Data records section start

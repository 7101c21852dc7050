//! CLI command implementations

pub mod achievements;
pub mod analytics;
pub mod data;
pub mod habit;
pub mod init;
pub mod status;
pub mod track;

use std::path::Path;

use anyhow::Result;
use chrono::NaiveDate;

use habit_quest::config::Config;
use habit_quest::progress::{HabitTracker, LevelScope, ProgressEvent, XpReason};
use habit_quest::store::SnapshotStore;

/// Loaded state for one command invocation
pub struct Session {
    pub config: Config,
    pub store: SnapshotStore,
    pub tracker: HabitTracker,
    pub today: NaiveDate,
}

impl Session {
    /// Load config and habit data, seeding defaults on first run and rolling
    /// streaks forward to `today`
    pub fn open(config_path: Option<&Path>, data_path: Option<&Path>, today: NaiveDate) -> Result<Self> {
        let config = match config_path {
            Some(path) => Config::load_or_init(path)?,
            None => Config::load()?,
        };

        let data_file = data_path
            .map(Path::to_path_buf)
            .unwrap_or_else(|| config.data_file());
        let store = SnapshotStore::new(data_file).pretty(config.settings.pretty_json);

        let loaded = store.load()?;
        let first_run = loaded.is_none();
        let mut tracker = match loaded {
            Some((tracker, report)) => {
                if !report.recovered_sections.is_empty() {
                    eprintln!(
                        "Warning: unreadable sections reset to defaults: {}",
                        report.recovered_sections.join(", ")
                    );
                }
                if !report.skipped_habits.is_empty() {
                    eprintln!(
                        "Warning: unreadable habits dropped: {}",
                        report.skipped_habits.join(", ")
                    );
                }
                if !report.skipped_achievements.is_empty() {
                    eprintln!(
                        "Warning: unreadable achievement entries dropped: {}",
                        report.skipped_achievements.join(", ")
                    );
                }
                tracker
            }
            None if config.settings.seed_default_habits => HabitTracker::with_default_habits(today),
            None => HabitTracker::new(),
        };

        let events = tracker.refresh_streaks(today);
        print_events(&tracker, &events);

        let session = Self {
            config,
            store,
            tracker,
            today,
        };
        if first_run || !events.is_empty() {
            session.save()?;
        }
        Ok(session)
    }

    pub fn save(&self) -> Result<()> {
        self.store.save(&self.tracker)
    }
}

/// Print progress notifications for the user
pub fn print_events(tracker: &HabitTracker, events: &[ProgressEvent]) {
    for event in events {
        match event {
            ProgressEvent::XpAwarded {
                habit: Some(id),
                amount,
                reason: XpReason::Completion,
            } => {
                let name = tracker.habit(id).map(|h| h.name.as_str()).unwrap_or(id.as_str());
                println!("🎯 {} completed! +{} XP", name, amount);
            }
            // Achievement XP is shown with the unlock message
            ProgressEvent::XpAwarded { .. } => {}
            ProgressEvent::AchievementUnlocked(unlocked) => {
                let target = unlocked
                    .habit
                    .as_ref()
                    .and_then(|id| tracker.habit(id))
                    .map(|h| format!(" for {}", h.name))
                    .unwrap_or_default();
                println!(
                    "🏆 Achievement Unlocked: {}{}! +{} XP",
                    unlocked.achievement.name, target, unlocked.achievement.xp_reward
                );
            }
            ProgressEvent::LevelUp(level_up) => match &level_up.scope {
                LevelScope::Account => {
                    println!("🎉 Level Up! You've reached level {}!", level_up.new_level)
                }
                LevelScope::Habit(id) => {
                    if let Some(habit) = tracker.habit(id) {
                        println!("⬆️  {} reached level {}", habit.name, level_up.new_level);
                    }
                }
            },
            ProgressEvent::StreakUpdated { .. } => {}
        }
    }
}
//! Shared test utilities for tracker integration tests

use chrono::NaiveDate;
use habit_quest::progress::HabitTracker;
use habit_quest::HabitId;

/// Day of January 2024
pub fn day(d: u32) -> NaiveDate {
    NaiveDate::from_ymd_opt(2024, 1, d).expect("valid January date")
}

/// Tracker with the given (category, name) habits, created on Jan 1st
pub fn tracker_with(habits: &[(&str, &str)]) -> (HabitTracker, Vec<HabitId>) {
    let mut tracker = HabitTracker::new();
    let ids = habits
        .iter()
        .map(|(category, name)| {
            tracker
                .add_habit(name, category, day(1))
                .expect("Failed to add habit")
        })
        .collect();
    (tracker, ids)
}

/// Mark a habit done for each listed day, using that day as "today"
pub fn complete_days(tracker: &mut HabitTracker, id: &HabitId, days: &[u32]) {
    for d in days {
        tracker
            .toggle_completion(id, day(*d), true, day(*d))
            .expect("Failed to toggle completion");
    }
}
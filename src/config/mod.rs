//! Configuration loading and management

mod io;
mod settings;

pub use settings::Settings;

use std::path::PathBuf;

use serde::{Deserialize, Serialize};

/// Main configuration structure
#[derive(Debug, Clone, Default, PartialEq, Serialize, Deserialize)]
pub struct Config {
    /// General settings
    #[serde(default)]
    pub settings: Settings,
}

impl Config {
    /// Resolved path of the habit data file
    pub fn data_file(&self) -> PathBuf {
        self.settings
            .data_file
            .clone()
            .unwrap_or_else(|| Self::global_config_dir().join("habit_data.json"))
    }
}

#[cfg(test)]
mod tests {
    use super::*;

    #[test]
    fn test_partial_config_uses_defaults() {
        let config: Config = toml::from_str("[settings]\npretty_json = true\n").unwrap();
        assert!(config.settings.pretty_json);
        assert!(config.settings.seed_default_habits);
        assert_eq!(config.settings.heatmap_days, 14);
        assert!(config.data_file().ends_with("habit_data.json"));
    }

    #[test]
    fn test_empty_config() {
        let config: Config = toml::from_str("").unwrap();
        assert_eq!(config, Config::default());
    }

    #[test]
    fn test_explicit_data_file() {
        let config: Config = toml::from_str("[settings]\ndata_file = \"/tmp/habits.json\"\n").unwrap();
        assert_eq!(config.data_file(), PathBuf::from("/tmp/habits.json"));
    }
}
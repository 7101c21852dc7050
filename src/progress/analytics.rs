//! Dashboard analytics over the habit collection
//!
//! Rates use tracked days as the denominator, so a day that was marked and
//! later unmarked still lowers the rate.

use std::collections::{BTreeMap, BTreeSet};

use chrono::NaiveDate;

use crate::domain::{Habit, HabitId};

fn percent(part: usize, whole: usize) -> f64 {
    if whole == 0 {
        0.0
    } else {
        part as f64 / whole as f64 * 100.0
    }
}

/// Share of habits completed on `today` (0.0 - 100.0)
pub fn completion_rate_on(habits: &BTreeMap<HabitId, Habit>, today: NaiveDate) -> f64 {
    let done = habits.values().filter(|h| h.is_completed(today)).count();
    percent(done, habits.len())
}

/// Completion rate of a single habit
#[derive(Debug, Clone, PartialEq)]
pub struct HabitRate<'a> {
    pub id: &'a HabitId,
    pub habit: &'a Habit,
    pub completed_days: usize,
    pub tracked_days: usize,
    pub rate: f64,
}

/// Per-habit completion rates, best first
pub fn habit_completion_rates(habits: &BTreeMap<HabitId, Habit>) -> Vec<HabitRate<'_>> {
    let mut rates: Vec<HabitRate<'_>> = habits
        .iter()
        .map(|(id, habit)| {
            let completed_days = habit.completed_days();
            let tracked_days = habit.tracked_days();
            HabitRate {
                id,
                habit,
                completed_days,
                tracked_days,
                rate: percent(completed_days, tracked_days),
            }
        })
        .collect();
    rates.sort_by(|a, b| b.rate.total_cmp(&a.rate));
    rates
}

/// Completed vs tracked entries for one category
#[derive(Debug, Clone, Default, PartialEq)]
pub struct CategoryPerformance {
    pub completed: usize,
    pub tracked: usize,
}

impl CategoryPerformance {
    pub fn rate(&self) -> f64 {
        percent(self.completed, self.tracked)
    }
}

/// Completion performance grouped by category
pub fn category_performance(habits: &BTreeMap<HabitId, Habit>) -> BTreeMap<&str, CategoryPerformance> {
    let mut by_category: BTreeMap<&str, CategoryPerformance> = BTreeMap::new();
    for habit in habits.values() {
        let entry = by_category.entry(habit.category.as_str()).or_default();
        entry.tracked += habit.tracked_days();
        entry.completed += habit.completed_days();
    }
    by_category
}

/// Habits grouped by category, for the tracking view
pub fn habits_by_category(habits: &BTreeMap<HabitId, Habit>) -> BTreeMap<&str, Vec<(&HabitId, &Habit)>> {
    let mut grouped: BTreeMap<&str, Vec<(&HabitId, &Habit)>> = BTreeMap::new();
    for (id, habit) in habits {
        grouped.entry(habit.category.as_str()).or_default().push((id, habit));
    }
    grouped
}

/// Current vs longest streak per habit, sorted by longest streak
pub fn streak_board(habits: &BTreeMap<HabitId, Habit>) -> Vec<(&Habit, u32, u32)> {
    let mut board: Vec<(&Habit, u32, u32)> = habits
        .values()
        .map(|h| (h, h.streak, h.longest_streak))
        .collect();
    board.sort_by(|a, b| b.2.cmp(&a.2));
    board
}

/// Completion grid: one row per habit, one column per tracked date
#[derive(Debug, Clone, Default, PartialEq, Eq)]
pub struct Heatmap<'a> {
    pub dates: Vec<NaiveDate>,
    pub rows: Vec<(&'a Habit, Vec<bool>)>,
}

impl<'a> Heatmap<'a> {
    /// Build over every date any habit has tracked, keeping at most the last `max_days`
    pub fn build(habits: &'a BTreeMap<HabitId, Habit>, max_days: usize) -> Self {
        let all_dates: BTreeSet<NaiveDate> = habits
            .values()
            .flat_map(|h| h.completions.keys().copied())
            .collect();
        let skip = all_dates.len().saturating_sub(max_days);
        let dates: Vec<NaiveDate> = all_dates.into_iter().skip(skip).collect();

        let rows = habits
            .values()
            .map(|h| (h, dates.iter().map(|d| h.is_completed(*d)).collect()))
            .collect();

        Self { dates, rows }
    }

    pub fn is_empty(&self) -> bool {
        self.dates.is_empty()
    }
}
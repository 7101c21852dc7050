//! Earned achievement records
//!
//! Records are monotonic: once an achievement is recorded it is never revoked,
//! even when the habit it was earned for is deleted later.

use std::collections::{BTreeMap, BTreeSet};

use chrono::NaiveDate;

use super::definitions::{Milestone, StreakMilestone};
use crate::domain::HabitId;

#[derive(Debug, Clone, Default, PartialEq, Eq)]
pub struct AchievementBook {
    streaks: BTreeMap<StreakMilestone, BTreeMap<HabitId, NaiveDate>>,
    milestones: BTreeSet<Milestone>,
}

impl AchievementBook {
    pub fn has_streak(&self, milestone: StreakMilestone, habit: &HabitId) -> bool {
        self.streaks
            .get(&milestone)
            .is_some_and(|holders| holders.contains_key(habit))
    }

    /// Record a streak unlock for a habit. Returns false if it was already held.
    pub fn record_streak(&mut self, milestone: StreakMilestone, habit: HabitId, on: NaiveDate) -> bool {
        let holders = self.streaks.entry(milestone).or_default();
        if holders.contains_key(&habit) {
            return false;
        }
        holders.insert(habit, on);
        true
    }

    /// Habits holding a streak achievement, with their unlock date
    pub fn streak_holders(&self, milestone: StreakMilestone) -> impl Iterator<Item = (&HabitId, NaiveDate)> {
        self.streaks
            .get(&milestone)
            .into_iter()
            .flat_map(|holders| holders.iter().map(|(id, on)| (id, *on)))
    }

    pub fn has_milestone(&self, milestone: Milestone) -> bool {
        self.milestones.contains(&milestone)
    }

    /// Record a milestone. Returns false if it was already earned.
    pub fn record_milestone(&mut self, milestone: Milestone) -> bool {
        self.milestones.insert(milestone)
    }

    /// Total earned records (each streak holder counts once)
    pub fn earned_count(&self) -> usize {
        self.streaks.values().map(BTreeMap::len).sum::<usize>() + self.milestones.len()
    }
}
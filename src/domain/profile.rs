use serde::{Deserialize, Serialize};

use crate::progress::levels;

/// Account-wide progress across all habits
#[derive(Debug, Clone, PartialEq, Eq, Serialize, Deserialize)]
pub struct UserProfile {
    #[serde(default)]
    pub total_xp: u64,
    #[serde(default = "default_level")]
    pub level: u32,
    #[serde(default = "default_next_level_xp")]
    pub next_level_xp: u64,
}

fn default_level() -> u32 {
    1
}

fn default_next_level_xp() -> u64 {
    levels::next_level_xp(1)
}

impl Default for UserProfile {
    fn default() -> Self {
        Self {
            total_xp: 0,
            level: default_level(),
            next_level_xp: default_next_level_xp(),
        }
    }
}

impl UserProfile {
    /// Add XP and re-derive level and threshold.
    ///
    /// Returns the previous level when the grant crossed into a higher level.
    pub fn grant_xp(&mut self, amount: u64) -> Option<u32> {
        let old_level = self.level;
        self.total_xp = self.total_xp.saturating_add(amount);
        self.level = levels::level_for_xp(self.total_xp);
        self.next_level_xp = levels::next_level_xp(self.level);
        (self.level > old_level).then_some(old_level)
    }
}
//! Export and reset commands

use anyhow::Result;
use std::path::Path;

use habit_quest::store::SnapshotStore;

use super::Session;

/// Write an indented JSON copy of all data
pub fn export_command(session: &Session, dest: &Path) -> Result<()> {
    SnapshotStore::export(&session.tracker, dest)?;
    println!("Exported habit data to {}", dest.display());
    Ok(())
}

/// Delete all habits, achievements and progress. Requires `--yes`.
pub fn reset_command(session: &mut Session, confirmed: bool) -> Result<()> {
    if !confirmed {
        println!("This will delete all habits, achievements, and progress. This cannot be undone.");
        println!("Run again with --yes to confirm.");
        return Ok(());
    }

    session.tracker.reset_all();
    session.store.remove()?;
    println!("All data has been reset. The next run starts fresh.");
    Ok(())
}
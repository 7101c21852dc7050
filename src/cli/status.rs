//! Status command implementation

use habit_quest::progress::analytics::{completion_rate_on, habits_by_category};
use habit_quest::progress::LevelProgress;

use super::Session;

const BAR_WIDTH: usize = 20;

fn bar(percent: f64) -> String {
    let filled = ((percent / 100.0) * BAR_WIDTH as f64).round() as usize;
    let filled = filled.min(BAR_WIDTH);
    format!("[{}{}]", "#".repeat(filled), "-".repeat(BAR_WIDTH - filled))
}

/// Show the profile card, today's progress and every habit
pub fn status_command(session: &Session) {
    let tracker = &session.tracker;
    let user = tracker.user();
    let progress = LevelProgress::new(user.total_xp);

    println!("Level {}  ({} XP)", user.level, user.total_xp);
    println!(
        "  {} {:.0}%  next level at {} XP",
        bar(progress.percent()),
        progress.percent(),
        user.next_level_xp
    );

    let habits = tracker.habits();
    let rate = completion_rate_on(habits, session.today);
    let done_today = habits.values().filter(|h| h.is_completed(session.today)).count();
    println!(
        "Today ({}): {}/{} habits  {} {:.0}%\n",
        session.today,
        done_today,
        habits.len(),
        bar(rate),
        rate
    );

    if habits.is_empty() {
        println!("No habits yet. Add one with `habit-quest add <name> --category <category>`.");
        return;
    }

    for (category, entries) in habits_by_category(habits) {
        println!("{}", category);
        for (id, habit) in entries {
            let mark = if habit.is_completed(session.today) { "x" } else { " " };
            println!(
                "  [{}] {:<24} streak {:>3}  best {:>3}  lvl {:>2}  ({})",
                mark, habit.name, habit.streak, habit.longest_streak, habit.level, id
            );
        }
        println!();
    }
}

Data records section end

Exercise goal = Each line above where the word "HabitRate" occurs should be returned in full.

Response =
pub struct HabitRate<'a> {
pub fn habit_completion_rates(habits: &BTreeMap<HabitId, Habit>) -> Vec<HabitRate<'_>> {
    let mut rates: Vec<HabitRate<'_>> = habits
            HabitRate {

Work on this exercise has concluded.